WHAT THE TASK REQUIRES: Consider the entries given below. Count the lines that include "resumed" and give only the count.
───── RECORDED INFORMATION
// End-to-end driving scenarios against the public API.

use car_physics::tire::{ChassisMotion, solve_tire};
use car_physics::{
    CarPhysics, CarState, Controls, FIXED_TIME_STEP, FlatGround, RollingHills, Surface, TireState, VehicleConfig,
    WheelId, vec3,
};
use rand::rngs::StdRng;
use rand::{Rng, SeedableRng};

const DT: f32 = FIXED_TIME_STEP;

fn car() -> CarPhysics {
    CarPhysics::new(VehicleConfig::default()).unwrap()
}

fn flat() -> FlatGround {
    FlatGround::default()
}

fn throttle(t: f32) -> Controls {
    Controls { throttle: t, ..Default::default() }
}

fn assert_close(a: [f32; 3], b: [f32; 3], tol: f32) {
    for i in 0..3 {
        assert!((a[i] - b[i]).abs() <= tol, "{a:?} vs {b:?}");
    }
}

#[test]
fn one_big_update_matches_many_small_ones() {
    let controls = Controls { throttle: 0.7, steer: 0.4, ..Default::default() };
    let mut coarse = car();
    let mut fine = car();
    coarse.set_controls(controls);
    fine.set_controls(controls);

    for _ in 0..40 {
        assert_eq!(coarse.update(3.0 * DT, &flat()), 3);
        for _ in 0..3 {
            fine.update(DT, &flat());
        }
    }

    let (a, b) = (coarse.state(), fine.state());
    assert_close(a.position, b.position, 1e-4);
    assert_close(a.velocity, b.velocity, 1e-4);
    assert!((a.yaw - b.yaw).abs() < 1e-5);
}

#[test]
fn loads_never_go_negative() {
    let mut rng = StdRng::seed_from_u64(0x5eed);
    let hills = RollingHills::random(&mut rng);
    let mut car = car();

    for i in 0..900 {
        if i % 30 == 0 {
            car.set_controls(Controls {
                throttle: rng.gen_range(0.0..1.0),
                brake: if rng.gen_bool(0.2) { 1.0 } else { 0.0 },
                handbrake: if rng.gen_bool(0.1) { 1.0 } else { 0.0 },
                steer: rng.gen_range(-1.0..1.0),
                ..Default::default()
            });
        }
        car.update(DT, &hills);

        let cfg = car.config();
        for t in &car.state().tires {
            assert!(t.load >= 0.0, "{:?} load {}", t.wheel, t.load);
            assert!(t.compression >= 0.0 && t.compression <= cfg.suspension.max_travel);
            if !t.contact {
                assert_eq!(t.load, 0.0);
            }
        }
    }
}

#[test]
fn tire_forces_stay_inside_the_friction_circle() {
    let cfg = VehicleConfig::default();
    let mut rng = StdRng::seed_from_u64(42);
    let surfaces = [Surface::Asphalt, Surface::Wet, Surface::Dirt, Surface::Ice, Surface::Sand];

    for _ in 0..2000 {
        let wheel = WheelId::ALL[rng.gen_range(0..4)];
        let mut tire = TireState::new(wheel, cfg.mount_position(wheel));
        tire.contact = true;
        tire.load = rng.gen_range(0.0..9000.0);
        tire.surface = surfaces[rng.gen_range(0..surfaces.len())];
        tire.angular_velocity = rng.gen_range(-150.0..150.0);

        let motion = ChassisMotion {
            velocity: vec3(rng.gen_range(-30.0..30.0), 0.0, rng.gen_range(-40.0..40.0)),
            yaw: rng.gen_range(-3.2..3.2),
            yaw_rate: rng.gen_range(-2.0..2.0),
        };
        let steer = rng.gen_range(-0.6..0.6);

        let f = solve_tire(&cfg, &mut tire, &motion, steer, DT);
        let limit = tire.load * tire.surface.friction() + 1e-2;
        let combined = tire.lateral_force.hypot(tire.longitudinal_force);
        assert!(combined <= limit, "{combined} > {limit}");
        assert!(f.force_world.norm() <= limit);
        assert!(f.force_world.y.abs() < 1e-3);
    }
}

#[test]
fn parked_car_stays_put() {
    let mut car = car();
    let start = car.state();

    for _ in 0..300 {
        car.update(DT, &|_x: f32, _z: f32| -> f32 { 0.0 });
    }

    let end = car.state();
    assert_close(end.position, start.position, 1e-3);
    assert_close(end.velocity, [0.0; 3], 1e-3);
    assert_eq!(end.yaw, start.yaw);
}

#[test]
fn gear_change_resets_rpm_and_clutch() {
    let mut car = car();
    car.set_controls(throttle(1.0));
    for _ in 0..120 {
        car.update(DT, &flat());
    }
    let idle = car.config().engine.idle_rpm;
    assert!(car.state().engine_rpm > idle);

    car.set_controls(Controls { throttle: 1.0, gear_up: true, ..Default::default() });
    car.update(DT, &flat());
    let s = car.state();
    assert_eq!(s.gear, 2);
    assert_eq!(s.engine_rpm, idle);
    assert_eq!(s.clutch, 0.0);

    // then the clutch comes back a step per substep
    car.set_controls(throttle(1.0));
    car.update(DT, &flat());
    assert!(car.state().clutch > 0.0);

    car.set_controls(Controls { gear_down: true, ..Default::default() });
    car.update(DT, &flat());
    let s = car.state();
    assert_eq!(s.gear, 1);
    assert_eq!(s.engine_rpm, idle);
    assert_eq!(s.clutch, 0.0);
}

#[test]
fn fast_callers_still_shift_from_idle() {
    const DT_144: f32 = 1.0 / 144.0;
    let mut car = car();
    car.set_controls(throttle(1.0));
    for _ in 0..288 {
        car.update(DT_144, &flat());
    }
    let idle = car.config().engine.idle_rpm;
    assert!(car.state().engine_rpm > idle);

    car.set_controls(Controls { throttle: 1.0, gear_up: true, ..Default::default() });
    let mut updates = 0;
    while car.update(DT_144, &flat()) == 0 {
        updates += 1;
        assert!(updates < 3);
    }
    let s = car.state();
    assert_eq!(s.gear, 2);
    assert_eq!(s.clutch, 0.0);
    assert_eq!(s.engine_rpm, idle);

    while car.update(DT_144, &flat()) == 0 {}
    let step = car.config().transmission.clutch_step;
    assert!((car.state().clutch - step).abs() < 1e-6);
}

#[test]
fn coarse_and_fine_updates_agree_across_a_shift() {
    let mut coarse = car();
    let mut fine = car();
    for c in [&mut coarse, &mut fine] {
        c.set_controls(throttle(1.0));
        for _ in 0..60 {
            c.update(DT, &flat());
        }
        c.set_controls(Controls { throttle: 1.0, gear_up: true, ..Default::default() });
    }

    for _ in 0..10 {
        assert_eq!(coarse.update(3.0 * DT, &flat()), 3);
        for _ in 0..3 {
            fine.update(DT, &flat());
        }
    }

    let (a, b) = (coarse.state(), fine.state());
    assert_eq!(a.gear, 2);
    assert_eq!(a.clutch, b.clutch);
    assert_close(a.position, b.position, 1e-4);
    assert_close(a.velocity, b.velocity, 1e-4);
    assert!((a.engine_rpm - b.engine_rpm).abs() < 0.5);
}

#[test]
fn full_throttle_accelerates_then_levels_off() {
    let mut car = car();
    car.set_controls(throttle(1.0));

    let mut last = 0.0;
    for _ in 0..300 {
        car.update(DT, &flat());
        let forward = car.state().velocity[2];
        assert!(forward >= last - 1e-3, "speed dropped from {last} to {forward}");
        last = forward;
    }

    // first gear tops out where the rev limiter cuts in
    let cfg = car.config();
    let ratio = cfg.transmission.gear_ratios[1] * cfg.transmission.final_drive;
    let redline_speed = cfg.engine.max_rpm / ratio * std::f32::consts::TAU / 60.0 * cfg.tire.radius;
    assert!(last > 8.0, "only reached {last} m/s");
    assert!(last < redline_speed + 0.5);
}

#[test]
fn brakes_bring_the_car_down() {
    let mut car = car();
    car.set_controls(throttle(1.0));
    for _ in 0..180 {
        car.update(DT, &flat());
    }
    let before = car.state().speed;

    car.set_controls(Controls { brake: 1.0, ..Default::default() });
    for _ in 0..120 {
        car.update(DT, &flat());
    }
    assert!(before > 4.0);
    assert!(car.state().speed < 0.5);
}

#[test]
fn steering_turns_the_way_it_is_told() {
    for steer in [1.0_f32, -1.0] {
        let mut car = car();
        car.set_controls(Controls { throttle: 0.5, steer, ..Default::default() });

        let max_angle = car.config().steering.max_angle;
        for _ in 0..180 {
            car.update(DT, &flat());
            let s = car.state();
            assert!(s.steer_angle.abs() <= max_angle + 1e-6);
            assert!(s.wheel_angle.abs() <= s.steer_angle.abs() + 1e-6);
        }

        let yaw = car.state().yaw;
        assert_eq!(yaw.signum(), steer.signum(), "yaw {yaw} for steer {steer}");
    }
}

#[test]
fn restored_state_drives_the_same_path() {
    let mut original = car();
    original.set_controls(Controls { throttle: 0.8, steer: 0.3, ..Default::default() });
    for _ in 0..90 {
        original.update(DT, &flat());
    }

    let json = serde_json::to_string(&original.save_state()).unwrap();
    let saved: CarState = serde_json::from_str(&json).unwrap();
    let mut resumed = CarPhysics::from_state(VehicleConfig::default(), saved).unwrap();

    for _ in 0..120 {
        original.update(DT, &flat());
        resumed.update(DT, &flat());
    }

    let (a, b) = (original.state(), resumed.state());
    assert_close(a.position, b.position, 1e-3);
    assert_close(a.velocity, b.velocity, 1e-3);
    assert!((a.yaw - b.yaw).abs() < 1e-4);
    assert_eq!(a.gear, b.gear);
    assert!((a.engine_rpm - b.engine_rpm).abs() < 0.5);
}

#[test]
fn reverse_gear_backs_up() {
    let mut car = car();
    car.set_controls(Controls { gear_down: true, ..Default::default() }); // 1 -> neutral
    car.set_controls(Controls::default());
    car.set_controls(Controls { gear_down: true, ..Default::default() }); // neutral -> reverse
    assert_eq!(car.state().gear, -1);

    car.set_controls(throttle(1.0));
    for _ in 0..120 {
        car.update(DT, &flat());
    }
    assert!(car.state().velocity[2] < -0.5);
}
──────────
WRITTEN RESPONSE: 3